▶ [Saved entries]:
______

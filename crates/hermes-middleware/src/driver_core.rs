//! State and behaviour shared by every driver.

use http::StatusCode;
use serde_json::Value;

use hermes_core::{
    Action, ActionFailure, ActionRequest, HermesError, HttpError, ParamSource, ParamValue,
    ResponseBody,
};

use crate::driver::{DriverOptions, ErrorOptions, SuccessBody, SuccessOptions};
use crate::pipeline::Pipeline;
use crate::template::Templates;

/// Options, pipeline and templates of one driver.
///
/// A driver owns exactly one core. Everything the executor observes about
/// a driver (how parameters are read, how outcomes become responses, which
/// middlewares run around an action) is implemented here, so two drivers
/// only differ in how requests reach [`Pipeline::dispatch`].
#[derive(Debug, Default)]
pub struct DriverCore {
    options: DriverOptions,
    pipeline: Pipeline,
    templates: Templates,
}

impl DriverCore {
    /// Creates a core with default options.
    #[must_use]
    pub fn new() -> Self {
        Self::default()
    }

    /// Replaces the options.
    pub fn configure(&mut self, options: DriverOptions) {
        self.options = options;
    }

    /// Options in effect.
    #[must_use]
    pub fn options(&self) -> &DriverOptions {
        &self.options
    }

    /// Loads the configured template directory.
    pub fn bootstrap(&mut self) -> Result<(), HermesError> {
        if let Some(dir) = &self.options.template_dir {
            self.templates.load_dir(dir)?;
        }
        Ok(())
    }

    /// The request pipeline.
    #[must_use]
    pub fn pipeline(&self) -> &Pipeline {
        &self.pipeline
    }

    /// The request pipeline, mutably.
    pub fn pipeline_mut(&mut self) -> &mut Pipeline {
        &mut self.pipeline
    }

    /// Adds a template from source.
    pub fn add_template(
        &mut self,
        name: impl Into<String>,
        source: impl Into<String>,
    ) -> Result<(), HermesError> {
        self.templates.add(name, source)
    }

    /// Reads one parameter out of `request`.
    pub async fn extract(
        &self,
        request: &ActionRequest,
        source: &ParamSource,
    ) -> Result<ParamValue, HttpError> {
        hermes_extract::extract(request, source, self.options.multipart)
            .await
            .map_err(HttpError::from)
    }

    /// Writes a successful outcome into the response.
    pub fn handle_success(&self, options: SuccessOptions, action: &mut Action) {
        if action.response.is_sent() {
            tracing::debug!(status = %options.status, "response already sent, skipping result");
            return;
        }

        for (name, value) in &options.headers {
            if let Err(error) = action.response.set_header(name, value) {
                self.handle_error(ErrorOptions::new(error), action);
                return;
            }
        }

        let status = options.status;
        match options.body {
            SuccessBody::Empty => {
                action.response.end(status);
            }
            SuccessBody::Json(value) => {
                action.response.send(status, ResponseBody::Json(value));
            }
            SuccessBody::Text(text) => {
                action.response.send(status, ResponseBody::Text(text));
            }
            SuccessBody::Bytes(bytes) => {
                action.response.send(status, ResponseBody::Bytes(bytes));
            }
            SuccessBody::Redirect(location) => {
                action.response.redirect(&location);
            }
            SuccessBody::Template { name, context } => {
                match self.templates.render(&name, &context) {
                    Ok(html) => {
                        action.response.send(status, ResponseBody::Html(html));
                    }
                    Err(error) => self.handle_error(ErrorOptions::new(error), action),
                }
            }
        }
    }

    /// Formats an error and records it on the action.
    ///
    /// Nothing is written here: the pipeline hands the failure to the
    /// registered error handlers once the current stage returns.
    pub fn handle_error(&self, options: ErrorOptions, action: &mut Action) {
        let ErrorOptions {
            error,
            status,
            json,
        } = options;
        let body = if json {
            ResponseBody::Json(self.error_payload(&error, status))
        } else {
            ResponseBody::Text(error.message().to_string())
        };
        action.fail(ActionFailure::new(error, status, body));
    }

    /// Builds the JSON body for `error`.
    ///
    /// An object in the error-overriding map is merged over the default
    /// payload; any other value replaces it.
    #[must_use]
    pub fn error_payload(&self, error: &HttpError, status: StatusCode) -> Value {
        let mut payload = error.to_payload(status, self.options.development_mode);
        match self.options.error_overriding_map.get(error.name()) {
            Some(Value::Object(overrides)) => {
                for (key, value) in overrides {
                    payload.insert(key.clone(), value.clone());
                }
                Value::Object(payload)
            }
            Some(replacement) => replacement.clone(),
            None => Value::Object(payload),
        }
    }
}

#[cfg(test)]
mod tests {
    use super::*;
    use http::header::{CONTENT_TYPE, LOCATION};
    use http::Method;
    use serde_json::json;

    fn action() -> Action {
        Action::new(ActionRequest::new(Method::GET, "/".parse().unwrap()))
    }

    fn core_with(options: DriverOptions) -> DriverCore {
        let mut core = DriverCore::new();
        core.configure(options);
        core
    }

    #[test]
    fn test_success_json_with_headers() {
        let core = DriverCore::new();
        let mut action = action();
        let mut options = SuccessOptions::new(StatusCode::CREATED, SuccessBody::Json(json!({"id": 1})));
        options.headers.push(("x-version".into(), "2".into()));
        core.handle_success(options, &mut action);

        assert_eq!(action.response.status(), StatusCode::CREATED);
        assert_eq!(action.response.headers()["x-version"], "2");
        assert_eq!(
            action.response.headers()[CONTENT_TYPE],
            "application/json; charset=utf-8"
        );
    }

    #[test]
    fn test_success_redirect() {
        let core = DriverCore::new();
        let mut action = action();
        core.handle_success(
            SuccessOptions::new(StatusCode::OK, SuccessBody::Redirect("/questions/2".into())),
            &mut action,
        );
        assert_eq!(action.response.status(), StatusCode::FOUND);
        assert_eq!(action.response.headers()[LOCATION], "/questions/2");
    }

    #[test]
    fn test_success_template() {
        let mut core = DriverCore::new();
        core.add_template("index.html", "Hello {{ name }}").unwrap();
        let mut action = action();
        core.handle_success(
            SuccessOptions::new(
                StatusCode::OK,
                SuccessBody::Template {
                    name: "index.html".into(),
                    context: json!({"name": "Ada"}),
                },
            ),
            &mut action,
        );
        assert_eq!(&action.response.body()[..], b"Hello Ada");
    }

    #[test]
    fn test_missing_template_fails_action() {
        let core = DriverCore::new();
        let mut action = action();
        core.handle_success(
            SuccessOptions::new(
                StatusCode::OK,
                SuccessBody::Template {
                    name: "nope.html".into(),
                    context: Value::Null,
                },
            ),
            &mut action,
        );
        assert!(!action.response.is_sent());
        assert_eq!(
            action.failure().unwrap().status(),
            StatusCode::INTERNAL_SERVER_ERROR
        );
    }

    #[test]
    fn test_success_after_sent_is_skipped() {
        let core = DriverCore::new();
        let mut action = action();
        action.response.end(StatusCode::ACCEPTED);
        core.handle_success(
            SuccessOptions::new(StatusCode::OK, SuccessBody::Text("late".into())),
            &mut action,
        );
        assert_eq!(action.response.status(), StatusCode::ACCEPTED);
        assert!(action.response.body().is_empty());
    }

    #[test]
    fn test_error_json_payload() {
        let core = DriverCore::new();
        let mut action = action();
        core.handle_error(ErrorOptions::new(HttpError::not_found("gone")), &mut action);

        let failure = action.failure().unwrap();
        assert_eq!(failure.status(), StatusCode::NOT_FOUND);
        let ResponseBody::Json(body) = failure.body() else {
            panic!("expected json body");
        };
        assert_eq!(body["name"], "NotFoundError");
        assert_eq!(body["message"], "gone");
        assert_eq!(body["status"], 404);
        assert!(body.get("stack").is_none());
    }

    #[test]
    fn test_error_text_payload() {
        let core = DriverCore::new();
        let mut action = action();
        core.handle_error(
            ErrorOptions {
                error: HttpError::bad_request("nope"),
                status: StatusCode::BAD_REQUEST,
                json: false,
            },
            &mut action,
        );
        assert_eq!(
            action.failure().unwrap().body(),
            &ResponseBody::Text("nope".into())
        );
    }

    #[test]
    fn test_error_overriding_map() {
        let mut options = DriverOptions::default();
        options
            .error_overriding_map
            .insert("NotFoundError".into(), json!({"message": "nothing here", "code": 7}));
        options
            .error_overriding_map
            .insert("ForbiddenError".into(), json!("denied"));
        let core = core_with(options);

        let merged = core.error_payload(&HttpError::not_found("gone"), StatusCode::NOT_FOUND);
        assert_eq!(merged["message"], "nothing here");
        assert_eq!(merged["code"], 7);
        assert_eq!(merged["name"], "NotFoundError");

        let replaced = core.error_payload(&HttpError::forbidden("x"), StatusCode::FORBIDDEN);
        assert_eq!(replaced, json!("denied"));
    }

    #[test]
    fn test_development_mode_adds_stack() {
        let core = core_with(DriverOptions {
            development_mode: true,
            ..DriverOptions::default()
        });
        let payload = core.error_payload(&HttpError::internal("boom"), StatusCode::INTERNAL_SERVER_ERROR);
        assert!(payload["stack"].as_str().unwrap().contains("boom"));
    }

    #[test]
    fn test_bootstrap_without_template_dir() {
        let mut core = DriverCore::new();
        assert!(core.bootstrap().is_ok());
    }
}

______

▶ [WHAT YOU WILL DO]:
Every line in the records above that contains the word "questions" is to be copied out.

▶ [WRITTEN SOLUTION]:
            SuccessOptions::new(StatusCode::OK, SuccessBody::Redirect("/questions/2".into())),
        assert_eq!(action.response.headers()[LOCATION], "/questions/2");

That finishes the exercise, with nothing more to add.